Up Close to the Great One

(I've posted the pictures here in small format. Click on them to get the full jaw-dropping experience. Fasten your seat belts, please.)


That wonderful Ken Burns’ series on PBS about the National Parks managed to spur me in the guilt node with a piton. I’ve been meaning to tell you about the day a blue dragonfly led me around by the nose, but things like Hawaii and Russia keep getting in the way. Now’s as good a time as any, because I’m worn out from looking at 1580 photos of Russia, and trying to decide which ones to show you.


So….


It all began around the first of August when I was fleeing the smoky city of Fairbanks after attending a wedding reception. As yellow clouds of smoke from nearby wildfires began descending on Fairbanks in earnest, Pablo and I hooked up the travel trailer and left for cleaner air to the south.

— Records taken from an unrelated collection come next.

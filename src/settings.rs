use anyhow::Context as _;
use serde::{Deserialize, Serialize};

use crate::constants::{
    DEFAULT_DISABLED_DOMAINS, DEFAULT_DISPLAY_LIMIT, DEFAULT_MAX_PRELOAD, MAX_DISPLAY_LIMIT,
    MAX_PRELOAD, MIN_PRELOAD,
};
use crate::storage::{KeyValueStore, SETTINGS_KEY, get_json, set_json};

/// User-editable settings. Fields missing from a stored record are
/// backfilled from [`Settings::default`] on load.
#[derive(Debug, Clone, PartialEq, Eq, Serialize, Deserialize)]
#[serde(default, rename_all = "camelCase")]
pub struct Settings {
    pub max_preload_per_page: u8,
    pub disabled_domains: Vec<String>,
    pub blacklist: Vec<String>,
    pub display_limit: usize,
}

impl Default for Settings {
    fn default() -> Self {
        Self {
            max_preload_per_page: DEFAULT_MAX_PRELOAD,
            disabled_domains: DEFAULT_DISABLED_DOMAINS
                .iter()
                .map(|d| (*d).to_string())
                .collect(),
            blacklist: Vec::new(),
            display_limit: DEFAULT_DISPLAY_LIMIT,
        }
    }
}

impl Settings {
    fn clamped(mut self) -> Self {
        self.max_preload_per_page = self.max_preload_per_page.clamp(MIN_PRELOAD, MAX_PRELOAD);
        self.display_limit = self.display_limit.clamp(1, MAX_DISPLAY_LIMIT);
        self
    }
}

pub async fn load(store: &dyn KeyValueStore) -> anyhow::Result<Settings> {
    match get_json::<Settings>(store, SETTINGS_KEY)
        .await
        .context("load settings")?
    {
        Some(stored) => Ok(stored.clamped()),
        None => {
            let defaults = Settings::default();
            set_json(store, SETTINGS_KEY, &defaults)
                .await
                .context("persist default settings")?;
            Ok(defaults)
        }
    }
}

pub async fn save(store: &dyn KeyValueStore, settings: &Settings) -> anyhow::Result<()> {
    let settings = settings.clone().clamped();
    set_json(store, SETTINGS_KEY, &settings)
        .await
        .context("save settings")
}

pub async fn reset(store: &dyn KeyValueStore) -> anyhow::Result<Settings> {
    let defaults = Settings::default();
    save(store, &defaults).await?;
    Ok(defaults)
}

pub async fn add_to_blacklist(store: &dyn KeyValueStore, entry: &str) -> anyhow::Result<Settings> {
    update(store, |settings| push_unique(&mut settings.blacklist, entry)).await
}

pub async fn remove_from_blacklist(
    store: &dyn KeyValueStore,
    entry: &str,
) -> anyhow::Result<Settings> {
    update(store, |settings| remove_all(&mut settings.blacklist, entry)).await
}

pub async fn add_disabled_domain(
    store: &dyn KeyValueStore,
    domain: &str,
) -> anyhow::Result<Settings> {
    update(store, |settings| {
        push_unique(&mut settings.disabled_domains, domain)
    })
    .await
}

pub async fn remove_disabled_domain(
    store: &dyn KeyValueStore,
    domain: &str,
) -> anyhow::Result<Settings> {
    update(store, |settings| {
        remove_all(&mut settings.disabled_domains, domain)
    })
    .await
}

pub async fn set_max_preload(store: &dyn KeyValueStore, max: u8) -> anyhow::Result<Settings> {
    update(store, |settings| {
        settings.max_preload_per_page = max;
        true
    })
    .await
}

async fn update<F>(store: &dyn KeyValueStore, apply: F) -> anyhow::Result<Settings>
where
    F: FnOnce(&mut Settings) -> bool,
{
    let mut settings = load(store).await?;
    if apply(&mut settings) {
        save(store, &settings).await?;
        settings = settings.clamped();
    }
    Ok(settings)
}

fn push_unique(list: &mut Vec<String>, entry: &str) -> bool {
    let entry = entry.trim();
    if entry.is_empty() || list.iter().any(|existing| existing == entry) {
        return false;
    }
    list.push(entry.to_owned());
    true
}

fn remove_all(list: &mut Vec<String>, entry: &str) -> bool {
    let before = list.len();
    list.retain(|existing| existing != entry.trim());
    list.len() != before
}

The cloud-hidden mountain lies behind these.

We got as far as a state pull-out, where on a clear day you could see Denali, the king of all mountains on the North American continent, the sovereign of a National Park named after it, regardless of what the National Park Service calls it. Denali, at 20,320 feet high, is so massive it makes its own weather, and there’s not a thing the NPS can do about it.




Sunset on Denali's surroundings, but the Great One remains hidden.

Alaskans have a way of doing things they way they want to, and such was the case with this mountain. Established in 1917 as Mount McKinley National Park, not even the summit of the mountain was within the original boundaries. In 1980 the Alaska Board of Geographic Names returned the name of the mountain to the Native Alaskan one of Denali, meaning in Athabaskan “the Great One.” The National Board ignored the state board, and continues to call the mountain McKinley, after the former president who had never even been to Alaska.


Denali rises 18,000 feet from the lowlands at Wonder Lake, making its vertical relief even more than Mt. Everest’s, which rises 12,000 feet from the 17,000 foot Tibetan Plateau. The Park and Preserve encompass more than 6 million acres now. And, considering the wild antics of the North American and Pacific tectonic plates, Denali is growing about three feet a year.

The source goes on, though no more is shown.